Stored items:
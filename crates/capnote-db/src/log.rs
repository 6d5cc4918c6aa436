//! SQLite implementation of [`MessageLog`].

use async_trait::async_trait;
use chrono::NaiveDateTime;
use sqlx::{Row, SqlitePool};
use tracing::{debug, info};

use capnote_core::{Error, IncomingMessage, MemoRecord, MessageLog, NoteRecord, Result};

/// Row counts per table.
#[derive(Debug, Clone, Copy, Default, PartialEq, Eq)]
pub struct LogCounts {
    pub messages: i64,
    pub memos: i64,
    pub notes: i64,
}

/// A row of the `messages` table.
#[derive(Debug, Clone, PartialEq)]
pub struct StoredMessage {
    pub id: i64,
    pub sender_id: String,
    pub sender_name: String,
    pub message: String,
    pub message_chain: String,
    pub timestamp: i64,
    pub platform: String,
    pub created_at: NaiveDateTime,
}

/// A row of the `notes` table.
#[derive(Debug, Clone, PartialEq)]
pub struct StoredNote {
    pub id: i64,
    pub record: NoteRecord,
    pub created_at: NaiveDateTime,
}

pub struct SqliteMessageLog {
    pool: SqlitePool,
}

impl SqliteMessageLog {
    /// Wrap an already-migrated pool.
    pub fn new(pool: SqlitePool) -> Self {
        Self { pool }
    }

    pub fn pool(&self) -> &SqlitePool {
        &self.pool
    }

    pub async fn counts(&self) -> Result<LogCounts> {
        let row = sqlx::query(
            r#"
            SELECT
                (SELECT COUNT(*) FROM messages) AS messages,
                (SELECT COUNT(*) FROM memos) AS memos,
                (SELECT COUNT(*) FROM notes) AS notes
            "#,
        )
        .fetch_one(&self.pool)
        .await
        .map_err(Error::Database)?;

        Ok(LogCounts {
            messages: row.get("messages"),
            memos: row.get("memos"),
            notes: row.get("notes"),
        })
    }

    /// Newest messages first.
    pub async fn recent_messages(&self, limit: i64) -> Result<Vec<StoredMessage>> {
        let rows = sqlx::query(
            r#"
            SELECT id, sender_id, sender_name, message, message_chain, timestamp, platform, created_at
            FROM messages
            ORDER BY id DESC
            LIMIT ?
            "#,
        )
        .bind(limit)
        .fetch_all(&self.pool)
        .await
        .map_err(Error::Database)?;

        Ok(rows
            .into_iter()
            .map(|row| StoredMessage {
                id: row.get("id"),
                sender_id: row.get("sender_id"),
                sender_name: row.get("sender_name"),
                message: row.get("message"),
                message_chain: row.get("message_chain"),
                timestamp: row.get("timestamp"),
                platform: row.get("platform"),
                created_at: row.get("created_at"),
            })
            .collect())
    }

    /// Newest memos first.
    pub async fn recent_memos(&self, limit: i64) -> Result<Vec<MemoRecord>> {
        let rows = sqlx::query(
            "SELECT sender_id, sender_name, content, timestamp FROM memos ORDER BY id DESC LIMIT ?",
        )
        .bind(limit)
        .fetch_all(&self.pool)
        .await
        .map_err(Error::Database)?;

        Ok(rows
            .into_iter()
            .map(|row| MemoRecord {
                sender_id: row.get("sender_id"),
                sender_name: row.get("sender_name"),
                content: row.get("content"),
                timestamp: row.get("timestamp"),
            })
            .collect())
    }

    /// Newest note records first.
    pub async fn recent_notes(&self, limit: i64) -> Result<Vec<StoredNote>> {
        let rows = sqlx::query(
            "SELECT id, title, content, url, message_id, created_at FROM notes ORDER BY id DESC LIMIT ?",
        )
        .bind(limit)
        .fetch_all(&self.pool)
        .await
        .map_err(Error::Database)?;

        Ok(rows
            .into_iter()
            .map(|row| StoredNote {
                id: row.get("id"),
                record: NoteRecord {
                    title: row.get("title"),
                    content: row.get("content"),
                    url: row.get("url"),
                    message_id: row.get("message_id"),
                },
                created_at: row.get("created_at"),
            })
            .collect())
    }
}

#[async_trait]
impl MessageLog for SqliteMessageLog {
    async fn save_message(&self, message: &IncomingMessage) -> Result<i64> {
        let id = sqlx::query(
            r#"
            INSERT INTO messages (sender_id, sender_name, message, message_chain, timestamp, platform)
            VALUES (?, ?, ?, ?, ?, ?)
            "#,
        )
        .bind(&message.sender_id)
        .bind(&message.sender_name)
        .bind(&message.text)
        .bind(message.chain.to_storage_text())
        .bind(message.timestamp)
        .bind(&message.platform)
        .execute(&self.pool)
        .await
        .map_err(Error::Database)?
        .last_insert_rowid();

        debug!(subsystem = "db", component = "log", op = "save_message", message_id = id, "Message logged");
        Ok(id)
    }

    async fn save_memo(&self, memo: &MemoRecord) -> Result<i64> {
        let id = sqlx::query(
            "INSERT INTO memos (sender_id, sender_name, content, timestamp) VALUES (?, ?, ?, ?)",
        )
        .bind(&memo.sender_id)
        .bind(&memo.sender_name)
        .bind(&memo.content)
        .bind(memo.timestamp)
        .execute(&self.pool)
        .await
        .map_err(Error::Database)?
        .last_insert_rowid();

        debug!(subsystem = "db", component = "log", op = "save_memo", memo_id = id, "Memo logged");
        Ok(id)
    }

    async fn save_note_record(&self, record: &NoteRecord) -> Result<i64> {
        let id = sqlx::query("INSERT INTO notes (title, content, url, message_id) VALUES (?, ?, ?, ?)")
            .bind(&record.title)
            .bind(&record.content)
            .bind(&record.url)
            .bind(record.message_id)
            .execute(&self.pool)
            .await
            .map_err(Error::Database)?
            .last_insert_rowid();

        debug!(subsystem = "db", component = "log", op = "save_note_record", record_id = id, "Note recorded");
        Ok(id)
    }

    /// Close the pool, waiting for in-flight statements.
    async fn close(&self) {
        self.pool.close().await;
        info!(subsystem = "db", component = "log", op = "close", "Message log closed");
    }
}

[What to do]:
Retype all the data, keeping every character the same.

[Solution]:
filename crates/capnote-db/src/log.rs
repository 6d5cc4918c6aa436
//! SQLite implementation of [`MessageLog`].

use async_trait::async_trait;
use chrono::NaiveDateTime;
use sqlx::{Row, SqlitePool};
use tracing::{debug, info};

use capnote_core::{Error, IncomingMessage, MemoRecord, MessageLog, NoteRecord, Result};

/// Row counts per table.
#[derive(Debug, Clone, Copy, Default, PartialEq, Eq)]
pub struct LogCounts {
    pub messages: i64,
    pub memos: i64,
    pub notes: i64,
}

/// A row of the `messages` table.
#[derive(Debug, Clone, PartialEq)]
pub struct StoredMessage {
    pub id: i64,
    pub sender_id: String,
    pub sender_name: String,
    pub message: String,
    pub message_chain: String,
    pub timestamp: i64,
    pub platform: String,
    pub created_at: NaiveDateTime,
}

/// A row of the `notes` table.
#[derive(Debug, Clone, PartialEq)]
pub struct StoredNote {
    pub id: i64,
    pub record: NoteRecord,
    pub created_at: NaiveDateTime,
}

pub struct SqliteMessageLog {
    pool: SqlitePool,
}

impl SqliteMessageLog {
    /// Wrap an already-migrated pool.
    pub fn new(pool: SqlitePool) -> Self {
        Self { pool }
    }

    pub fn pool(&self) -> &SqlitePool {
        &self.pool
    }

    pub async fn counts(&self) -> Result<LogCounts> {
        let row = sqlx::query(
            r#"
            SELECT
                (SELECT COUNT(*) FROM messages) AS messages,
                (SELECT COUNT(*) FROM memos) AS memos,
                (SELECT COUNT(*) FROM notes) AS notes
            "#,
        )
        .fetch_one(&self.pool)
        .await
        .map_err(Error::Database)?;

        Ok(LogCounts {
            messages: row.get("messages"),
            memos: row.get("memos"),
            notes: row.get("notes"),
        })
    }

    /// Newest messages first.
    pub async fn recent_messages(&self, limit: i64) -> Result<Vec<StoredMessage>> {
        let rows = sqlx::query(
            r#"
            SELECT id, sender_id, sender_name, message, message_chain, timestamp, platform, created_at
            FROM messages
            ORDER BY id DESC
            LIMIT ?
            "#,
        )
        .bind(limit)
        .fetch_all(&self.pool)
        .await
        .map_err(Error::Database)?;

        Ok(rows
            .into_iter()
            .map(|row| StoredMessage {
                id: row.get("id"),
                sender_id: row.get("sender_id"),
                sender_name: row.get("sender_name"),
                message: row.get("message"),
                message_chain: row.get("message_chain"),
                timestamp: row.get("timestamp"),
                platform: row.get("platform"),
                created_at: row.get("created_at"),
            })
            .collect())
    }

    /// Newest memos first.
    pub async fn recent_memos(&self, limit: i64) -> Result<Vec<MemoRecord>> {
        let rows = sqlx::query(
            "SELECT sender_id, sender_name, content, timestamp FROM memos ORDER BY id DESC LIMIT ?",
        )
        .bind(limit)
        .fetch_all(&self.pool)
        .await
        .map_err(Error::Database)?;

        Ok(rows
            .into_iter()
            .map(|row| MemoRecord {
                sender_id: row.get("sender_id"),
                sender_name: row.get("sender_name"),
                content: row.get("content"),
                timestamp: row.get("timestamp"),
            })
            .collect())
    }

    /// Newest note records first.
    pub async fn recent_notes(&self, limit: i64) -> Result<Vec<StoredNote>> {
        let rows = sqlx::query(
            "SELECT id, title, content, url, message_id, created_at FROM notes ORDER BY id DESC LIMIT ?",
        )
        .bind(limit)
        .fetch_all(&self.pool)
        .await
        .map_err(Error::Database)?;

        Ok(rows
            .into_iter()
            .map(|row| StoredNote {
                id: row.get("id"),
                record: NoteRecord {
                    title: row.get("title"),
                    content: row.get("content"),
                    url: row.get("url"),
                    message_id: row.get("message_id"),
                },
                created_at: row.get("created_at"),
            })
            .collect())
    }
}

#[async_trait]
impl MessageLog for SqliteMessageLog {
    async fn save_message(&self, message: &IncomingMessage) -> Result<i64> {
        let id = sqlx::query(
            r#"
            INSERT INTO messages (sender_id, sender_name, message, message_chain, timestamp, platform)
            VALUES (?, ?, ?, ?, ?, ?)
            "#,
        )
        .bind(&message.sender_id)
        .bind(&message.sender_name)
        .bind(&message.text)
        .bind(message.chain.to_storage_text())
        .bind(message.timestamp)
        .bind(&message.platform)
        .execute(&self.pool)
        .await
        .map_err(Error::Database)?
        .last_insert_rowid();

        debug!(subsystem = "db", component = "log", op = "save_message", message_id = id, "Message logged");
        Ok(id)
    }

    async fn save_memo(&self, memo: &MemoRecord) -> Result<i64> {
        let id = sqlx::query(
            "INSERT INTO memos (sender_id, sender_name, content, timestamp) VALUES (?, ?, ?, ?)",
        )
        .bind(&memo.sender_id)
        .bind(&memo.sender_name)
        .bind(&memo.content)
        .bind(memo.timestamp)
        .execute(&self.pool)
        .await
        .map_err(Error::Database)?
        .last_insert_rowid();

        debug!(subsystem = "db", component = "log", op = "save_memo", memo_id = id, "Memo logged");
        Ok(id)
    }

    async fn save_note_record(&self, record: &NoteRecord) -> Result<i64> {
        let id = sqlx::query("INSERT INTO notes (title, content, url, message_id) VALUES (?, ?, ?, ?)")
            .bind(&record.title)
            .bind(&record.content)
            .bind(&record.url)
            .bind(record.message_id)
            .execute(&self.pool)
            .await
            .map_err(Error::Database)?
            .last_insert_rowid();

        debug!(subsystem = "db", component = "log", op = "save_note_record", record_id = id, "Note recorded");
        Ok(id)
    }

    /// Close the pool, waiting for in-flight statements.
    async fn close(&self) {
        self.pool.close().await;
        info!(subsystem = "db", component = "log", op = "close", "Message log closed");
    }
}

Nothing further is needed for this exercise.